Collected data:

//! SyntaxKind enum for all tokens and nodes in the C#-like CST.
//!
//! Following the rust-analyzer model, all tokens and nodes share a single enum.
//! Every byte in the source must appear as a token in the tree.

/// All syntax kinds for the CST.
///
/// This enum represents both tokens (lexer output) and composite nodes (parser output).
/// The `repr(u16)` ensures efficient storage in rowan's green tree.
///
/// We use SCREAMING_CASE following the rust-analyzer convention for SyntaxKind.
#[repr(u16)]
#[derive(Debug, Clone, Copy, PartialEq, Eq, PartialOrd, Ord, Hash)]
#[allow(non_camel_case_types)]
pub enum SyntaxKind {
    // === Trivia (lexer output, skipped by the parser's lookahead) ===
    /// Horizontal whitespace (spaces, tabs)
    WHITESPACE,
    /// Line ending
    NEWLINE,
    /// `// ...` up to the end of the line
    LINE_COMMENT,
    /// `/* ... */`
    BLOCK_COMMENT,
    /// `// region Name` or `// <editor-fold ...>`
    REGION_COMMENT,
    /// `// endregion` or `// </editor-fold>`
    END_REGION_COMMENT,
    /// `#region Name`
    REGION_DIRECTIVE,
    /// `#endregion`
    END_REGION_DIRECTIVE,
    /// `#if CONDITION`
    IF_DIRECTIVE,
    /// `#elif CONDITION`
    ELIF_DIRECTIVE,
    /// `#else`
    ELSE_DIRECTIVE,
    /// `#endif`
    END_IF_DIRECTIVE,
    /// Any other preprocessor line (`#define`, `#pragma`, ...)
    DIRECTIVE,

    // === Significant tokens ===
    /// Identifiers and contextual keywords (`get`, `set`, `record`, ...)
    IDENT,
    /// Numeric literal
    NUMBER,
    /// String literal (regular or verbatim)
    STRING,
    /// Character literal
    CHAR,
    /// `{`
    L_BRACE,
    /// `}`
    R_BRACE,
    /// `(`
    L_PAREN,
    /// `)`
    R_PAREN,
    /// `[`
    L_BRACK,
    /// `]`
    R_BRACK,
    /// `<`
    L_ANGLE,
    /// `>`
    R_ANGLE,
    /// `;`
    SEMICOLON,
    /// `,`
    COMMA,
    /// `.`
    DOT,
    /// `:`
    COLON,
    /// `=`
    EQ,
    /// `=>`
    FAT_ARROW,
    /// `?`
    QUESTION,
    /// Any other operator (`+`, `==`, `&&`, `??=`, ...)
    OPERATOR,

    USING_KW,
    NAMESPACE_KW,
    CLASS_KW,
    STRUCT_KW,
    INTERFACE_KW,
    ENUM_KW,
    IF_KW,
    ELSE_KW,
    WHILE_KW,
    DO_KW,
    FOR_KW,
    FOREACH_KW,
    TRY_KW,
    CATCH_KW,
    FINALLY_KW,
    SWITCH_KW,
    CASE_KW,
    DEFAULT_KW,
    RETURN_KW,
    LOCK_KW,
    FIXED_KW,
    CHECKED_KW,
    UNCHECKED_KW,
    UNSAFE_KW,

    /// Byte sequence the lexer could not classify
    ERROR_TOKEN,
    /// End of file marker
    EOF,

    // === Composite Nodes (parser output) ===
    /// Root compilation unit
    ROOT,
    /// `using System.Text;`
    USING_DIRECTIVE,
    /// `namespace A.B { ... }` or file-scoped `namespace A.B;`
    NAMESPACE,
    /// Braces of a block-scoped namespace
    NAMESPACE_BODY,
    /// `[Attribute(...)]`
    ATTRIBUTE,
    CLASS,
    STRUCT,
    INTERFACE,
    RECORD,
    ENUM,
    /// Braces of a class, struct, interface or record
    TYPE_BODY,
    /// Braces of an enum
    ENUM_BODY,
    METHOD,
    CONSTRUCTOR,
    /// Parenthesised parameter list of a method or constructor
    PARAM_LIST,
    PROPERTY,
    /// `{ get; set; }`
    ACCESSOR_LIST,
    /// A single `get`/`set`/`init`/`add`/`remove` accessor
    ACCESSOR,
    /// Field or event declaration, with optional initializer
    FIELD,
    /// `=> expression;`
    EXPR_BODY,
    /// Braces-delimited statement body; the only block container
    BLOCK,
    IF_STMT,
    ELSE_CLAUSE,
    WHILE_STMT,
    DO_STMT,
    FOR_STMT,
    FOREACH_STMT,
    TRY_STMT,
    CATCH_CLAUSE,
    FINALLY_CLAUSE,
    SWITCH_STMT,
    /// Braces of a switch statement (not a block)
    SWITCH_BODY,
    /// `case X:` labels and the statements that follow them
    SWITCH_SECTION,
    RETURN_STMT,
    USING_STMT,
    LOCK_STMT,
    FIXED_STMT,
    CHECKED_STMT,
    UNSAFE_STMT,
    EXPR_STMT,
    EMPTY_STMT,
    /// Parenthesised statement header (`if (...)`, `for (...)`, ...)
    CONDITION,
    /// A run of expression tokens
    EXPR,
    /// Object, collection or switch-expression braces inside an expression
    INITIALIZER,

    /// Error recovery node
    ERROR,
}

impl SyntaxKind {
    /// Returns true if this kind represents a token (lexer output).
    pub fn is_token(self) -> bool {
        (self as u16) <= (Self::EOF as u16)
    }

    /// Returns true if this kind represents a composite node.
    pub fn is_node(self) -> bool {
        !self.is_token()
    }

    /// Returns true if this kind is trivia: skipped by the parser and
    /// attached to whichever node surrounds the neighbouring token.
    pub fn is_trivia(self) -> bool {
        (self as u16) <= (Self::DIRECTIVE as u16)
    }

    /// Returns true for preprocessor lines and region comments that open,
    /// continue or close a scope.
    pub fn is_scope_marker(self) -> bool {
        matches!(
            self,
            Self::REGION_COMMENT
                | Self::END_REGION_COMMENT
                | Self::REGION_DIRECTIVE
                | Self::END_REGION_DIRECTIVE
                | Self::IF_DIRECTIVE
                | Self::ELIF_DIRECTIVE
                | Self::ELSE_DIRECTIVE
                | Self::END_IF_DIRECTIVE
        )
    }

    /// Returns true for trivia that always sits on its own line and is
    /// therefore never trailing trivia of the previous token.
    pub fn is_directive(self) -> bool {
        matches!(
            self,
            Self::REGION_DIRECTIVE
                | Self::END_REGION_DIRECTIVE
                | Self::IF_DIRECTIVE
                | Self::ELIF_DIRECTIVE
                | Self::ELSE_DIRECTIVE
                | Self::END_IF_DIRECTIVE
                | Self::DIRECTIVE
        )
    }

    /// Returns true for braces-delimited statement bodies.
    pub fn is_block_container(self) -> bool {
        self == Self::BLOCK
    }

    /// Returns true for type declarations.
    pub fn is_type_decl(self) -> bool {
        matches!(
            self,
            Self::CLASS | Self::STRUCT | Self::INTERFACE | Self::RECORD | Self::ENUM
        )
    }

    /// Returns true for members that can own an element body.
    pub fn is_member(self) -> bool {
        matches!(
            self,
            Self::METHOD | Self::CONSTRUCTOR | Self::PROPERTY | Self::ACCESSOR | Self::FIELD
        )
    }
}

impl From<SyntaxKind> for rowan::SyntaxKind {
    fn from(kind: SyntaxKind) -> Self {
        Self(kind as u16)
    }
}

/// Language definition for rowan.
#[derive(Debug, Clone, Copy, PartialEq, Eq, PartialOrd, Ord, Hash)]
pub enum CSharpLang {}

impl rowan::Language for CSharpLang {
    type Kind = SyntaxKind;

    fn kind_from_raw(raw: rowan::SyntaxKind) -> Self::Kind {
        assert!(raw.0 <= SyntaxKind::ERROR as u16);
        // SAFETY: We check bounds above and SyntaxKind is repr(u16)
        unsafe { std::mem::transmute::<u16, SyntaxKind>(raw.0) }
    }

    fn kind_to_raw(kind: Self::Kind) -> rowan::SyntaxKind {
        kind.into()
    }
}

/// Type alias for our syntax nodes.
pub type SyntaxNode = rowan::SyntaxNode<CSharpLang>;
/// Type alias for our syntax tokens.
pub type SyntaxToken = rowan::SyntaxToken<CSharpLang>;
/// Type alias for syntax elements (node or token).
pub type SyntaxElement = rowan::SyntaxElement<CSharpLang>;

# Aim of the task
Lines containing the word "literal" are to be tallied across the entries above; give only the resulting count.

# Response
3